Years ago, a client said, “Let’s just try it for a month and see how it goes.” That week, I had a drink with my former boss, and he said, “Oh, that’s a trick. He knows it’s harder to change the process BACK but easier to sell it this way. You got played.”

My former boss was spot on. The change was to go from async Slackbot standup reports to synchronous Zoom meetings. Several years later, not only did we still have Zoom standups, but many on the team had daily and a couple of weekly ones. It contributed to a lot of context-switching and slowed down the project noticeably and immediately.

It is not my intention to rail on meetings. That’s for another, much longer blog post!

We’ll just leave this in for a couple of sprints

Another team I worked with needed a one-off feature flag for a rush request from an important client. Instead of implementing a real feature flag system or using a third-party service, we were asked to hack in a Django setting for this particular customer’s unique ID with the promise it would be removed, or we would implement some real feature flagging “in a couple of sprints.”

You know where this is going. The one-off flag was still there years later and was there when the project was scrapped due to not hitting its goals. However, it didn’t meaningfully impact the project in any way.

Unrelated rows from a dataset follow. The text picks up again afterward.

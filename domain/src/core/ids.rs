//! Typed identifiers.

use serde::{Deserialize, Serialize};
use std::fmt;

/// Identifier of a conversation on the inference service.
#[derive(Debug, Clone, PartialEq, Eq, Hash, PartialOrd, Ord, Serialize, Deserialize)]
#[serde(transparent)]
pub struct ConversationId(String);

impl ConversationId {
    pub fn new(id: impl Into<String>) -> Self {
        Self(id.into())
    }

    pub fn as_str(&self) -> &str {
        &self.0
    }

    /// A blank id does not identify any conversation.
    pub fn is_blank(&self) -> bool {
        self.0.trim().is_empty()
    }
}

impl fmt::Display for ConversationId {
    fn fmt(&self, f: &mut fmt::Formatter<'_>) -> fmt::Result {
        f.write_str(&self.0)
    }
}

impl From<&str> for ConversationId {
    fn from(value: &str) -> Self {
        Self::new(value)
    }
}

impl From<String> for ConversationId {
    fn from(value: String) -> Self {
        Self(value)
    }
}

/// Identifier of a message within a transcript.
#[derive(Debug, Clone, PartialEq, Eq, Hash, Serialize, Deserialize)]
#[serde(transparent)]
pub struct MessageId(String);

impl MessageId {
    pub fn new(id: impl Into<String>) -> Self {
        Self(id.into())
    }

    /// Fresh client-side id for optimistically appended messages.
    pub fn generate() -> Self {
        Self(uuid::Uuid::new_v4().to_string())
    }

    pub fn as_str(&self) -> &str {
        &self.0
    }
}

impl fmt::Display for MessageId {
    fn fmt(&self, f: &mut fmt::Formatter<'_>) -> fmt::Result {
        f.write_str(&self.0)
    }
}

#[cfg(test)]
mod tests {
    use super::*;

    #[test]
    fn blank_conversation_id() {
        assert!(ConversationId::new("").is_blank());
        assert!(ConversationId::new("   ").is_blank());
        assert!(!ConversationId::new("conv-1").is_blank());
    }

    #[test]
    fn generated_message_ids_are_unique() {
        assert_ne!(MessageId::generate(), MessageId::generate());
    }

    #[test]
    fn ids_serialize_as_plain_strings() {
        let json = serde_json::to_string(&ConversationId::new("abc")).unwrap();
        assert_eq!(json, "\"abc\"");
    }
}
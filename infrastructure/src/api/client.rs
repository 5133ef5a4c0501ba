//! Shared HTTP client and endpoint layout

use codeassist_domain::ConversationId;
use reqwest::Url;
use std::time::Duration;
use thiserror::Error;

/// Default base URL of the inference service.
pub const DEFAULT_BASE_URL: &str = "http://localhost:8080";

/// Default path prefix of the versioned API.
pub const DEFAULT_API_PREFIX: &str = "/api/v1";

/// Errors raised while building the HTTP client
#[derive(Error, Debug)]
pub enum ApiClientError {
    #[error("invalid base URL: {0}")]
    InvalidBaseUrl(String),

    #[error("invalid conversation id: {0:?}")]
    InvalidConversationId(String),

    #[error("failed to build HTTP client: {0}")]
    Build(#[from] reqwest::Error),
}

/// Where the API lives and how to connect to it.
#[derive(Debug, Clone, PartialEq, Eq)]
pub struct ApiEndpoint {
    pub base_url: String,
    pub api_prefix: String,
    pub connect_timeout: Duration,
    pub user_agent: String,
}

impl Default for ApiEndpoint {
    fn default() -> Self {
        Self {
            base_url: DEFAULT_BASE_URL.to_string(),
            api_prefix: DEFAULT_API_PREFIX.to_string(),
            connect_timeout: Duration::from_secs(10),
            user_agent: default_user_agent(),
        }
    }
}

impl ApiEndpoint {
    pub fn new(base_url: impl Into<String>) -> Self {
        Self {
            base_url: base_url.into(),
            ..Self::default()
        }
    }

    /// `{base}{prefix}/conversations/{id}`
    ///
    /// The id is percent-encoded as a single path segment.
    pub fn conversation_url(&self, id: &ConversationId) -> Result<Url, ApiClientError> {
        let segment = id.as_str();
        if matches!(segment, "" | "." | "..") {
            return Err(ApiClientError::InvalidConversationId(segment.to_string()));
        }
        let mut url = self.api_root()?;
        url.path_segments_mut()
            .map_err(|_| self.invalid_base())?
            .push("conversations")
            .push(segment);
        Ok(url)
    }

    /// `{base}{prefix}/conversations/{id}/messages`
    pub fn messages_url(&self, id: &ConversationId) -> Result<Url, ApiClientError> {
        let mut url = self.conversation_url(id)?;
        url.path_segments_mut()
            .map_err(|_| self.invalid_base())?
            .push("messages");
        Ok(url)
    }

    fn api_root(&self) -> Result<Url, ApiClientError> {
        let base = self.base_url.trim();
        if !(base.starts_with("http://") || base.starts_with("https://")) {
            return Err(self.invalid_base());
        }
        let mut url = Url::parse(base).map_err(|_| self.invalid_base())?;
        {
            let mut segments = url.path_segments_mut().map_err(|_| self.invalid_base())?;
            segments.pop_if_empty();
            segments.extend(
                self.api_prefix
                    .split('/')
                    .map(str::trim)
                    .filter(|s| !s.is_empty()),
            );
        }
        Ok(url)
    }

    fn invalid_base(&self) -> ApiClientError {
        ApiClientError::InvalidBaseUrl(self.base_url.clone())
    }
}

pub fn default_user_agent() -> String {
    format!("codeassist-chat/{}", env!("CARGO_PKG_VERSION"))
}

/// A pooled `reqwest::Client` bound to one [`ApiEndpoint`]. Cheap to clone.
#[derive(Debug, Clone)]
pub struct ApiClient {
    http: reqwest::Client,
    endpoint: ApiEndpoint,
}

impl ApiClient {
    pub fn new(endpoint: ApiEndpoint) -> Result<Self, ApiClientError> {
        endpoint.api_root()?;

        // No overall timeout: a streamed reply may legitimately run for minutes.
        let http = reqwest::Client::builder()
            .connect_timeout(endpoint.connect_timeout)
            .user_agent(endpoint.user_agent.clone())
            .build()?;

        Ok(Self { http, endpoint })
    }

    pub fn http(&self) -> &reqwest::Client {
        &self.http
    }

    pub fn endpoint(&self) -> &ApiEndpoint {
        &self.endpoint
    }
}

#[cfg(test)]
mod tests {
    use super::*;

    #[test]
    fn builds_conversation_urls() {
        let endpoint = ApiEndpoint::new("http://localhost:8080/");
        let id = ConversationId::new("abc");
        assert_eq!(
            endpoint.conversation_url(&id).unwrap().as_str(),
            "http://localhost:8080/api/v1/conversations/abc"
        );
        assert_eq!(
            endpoint.messages_url(&id).unwrap().as_str(),
            "http://localhost:8080/api/v1/conversations/abc/messages"
        );
    }

    #[test]
    fn empty_prefix_is_allowed() {
        let endpoint = ApiEndpoint {
            api_prefix: "/".to_string(),
            ..ApiEndpoint::new("https://chat.example.com")
        };
        assert_eq!(
            endpoint
                .conversation_url(&ConversationId::new("x"))
                .unwrap()
                .as_str(),
            "https://chat.example.com/conversations/x"
        );
    }

    #[test]
    fn conversation_id_with_query_characters_stays_in_path() {
        let endpoint = ApiEndpoint::new("http://localhost:8080");
        let url = endpoint
            .messages_url(&ConversationId::new("abc?x=1#frag"))
            .unwrap();
        assert_eq!(url.query(), None);
        assert_eq!(url.fragment(), None);
        assert_eq!(url.path(), "/api/v1/conversations/abc%3Fx=1%23frag/messages");
    }

    #[test]
    fn conversation_id_with_slashes_is_one_segment() {
        let endpoint = ApiEndpoint::new("http://localhost:8080");
        let url = endpoint
            .messages_url(&ConversationId::new("../models"))
            .unwrap();
        let segments: Vec<_> = url.path_segments().unwrap().collect();
        assert_eq!(
            segments,
            ["api", "v1", "conversations", "..%2Fmodels", "messages"]
        );
    }

    #[test]
    fn rejects_dot_segment_conversation_ids() {
        let endpoint = ApiEndpoint::default();
        for id in ["", ".", ".."] {
            let err = endpoint.conversation_url(&ConversationId::new(id)).unwrap_err();
            assert!(matches!(err, ApiClientError::InvalidConversationId(_)), "{id:?}");
        }
    }

    #[test]
    fn rejects_base_url_without_scheme() {
        let err = ApiClient::new(ApiEndpoint::new("localhost:8080")).unwrap_err();
        assert!(matches!(err, ApiClientError::InvalidBaseUrl(_)));
    }
}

But trying things is good…

Yes, trying new things in an effort to improve is necessary and the basis for all real progress. The hard part is having the fortitude to push back on changes that don’t work.

The harder part is being able to tell the difference in the first place.

Research shows that it takes about 21 days to form a new habit. Once solidified into a habit, it takes effort to overcome the inherent inertia of the new process. Conversely, trying something for a day or two can easily yield misleading information. You could have done more yesterday because of better sleep and not your new fancy issue tracker labeling system.

How to tell the difference

Here are some methods and tips you can use to make better decisions on when to push back hard on trying something:

  1. Establish the metric(s) you’ll judge it against upfront. Otherwise, how will you tell if it’s working?
  2. No metrics that make sense or you’re too lazy to capture them? Ok, then it’s a gut decision and more guts are better than one. At the agreed-upon time, have the whole team vote for the change to stay or go and require a 2/3rds majority to keep it. If it’s not obviously good or even just not liked by the vast majority of your team, why do you want to keep it? Smells like ego or a personal preference to me.
  3. Is it reasonable to assume the upside is far greater than the downside? While lots of 1% improvements add up over time, a 25% risk for a 1% gain is usually not worth it. Avoid these entirely.
  4. Consider the change holistically. It may be worth trying if it’s a 1% slowdown for one team member once a week but a possible 5% boost for several other team members. Note this works conversely for managers. A 10% speed up for that report you must do weekly should not slow the rest of your team down 1% each.
  5. Horse trade. We’ll try your idea for a month if you’ll try scraping/changing this other process that gets in our way. The net effect of these two changes could be a win.

Obviously, don’t push back on all changes just because they are changes and you don’t like change but DO push back on changes that aren’t either demonstrably positive or embraced by the majority team.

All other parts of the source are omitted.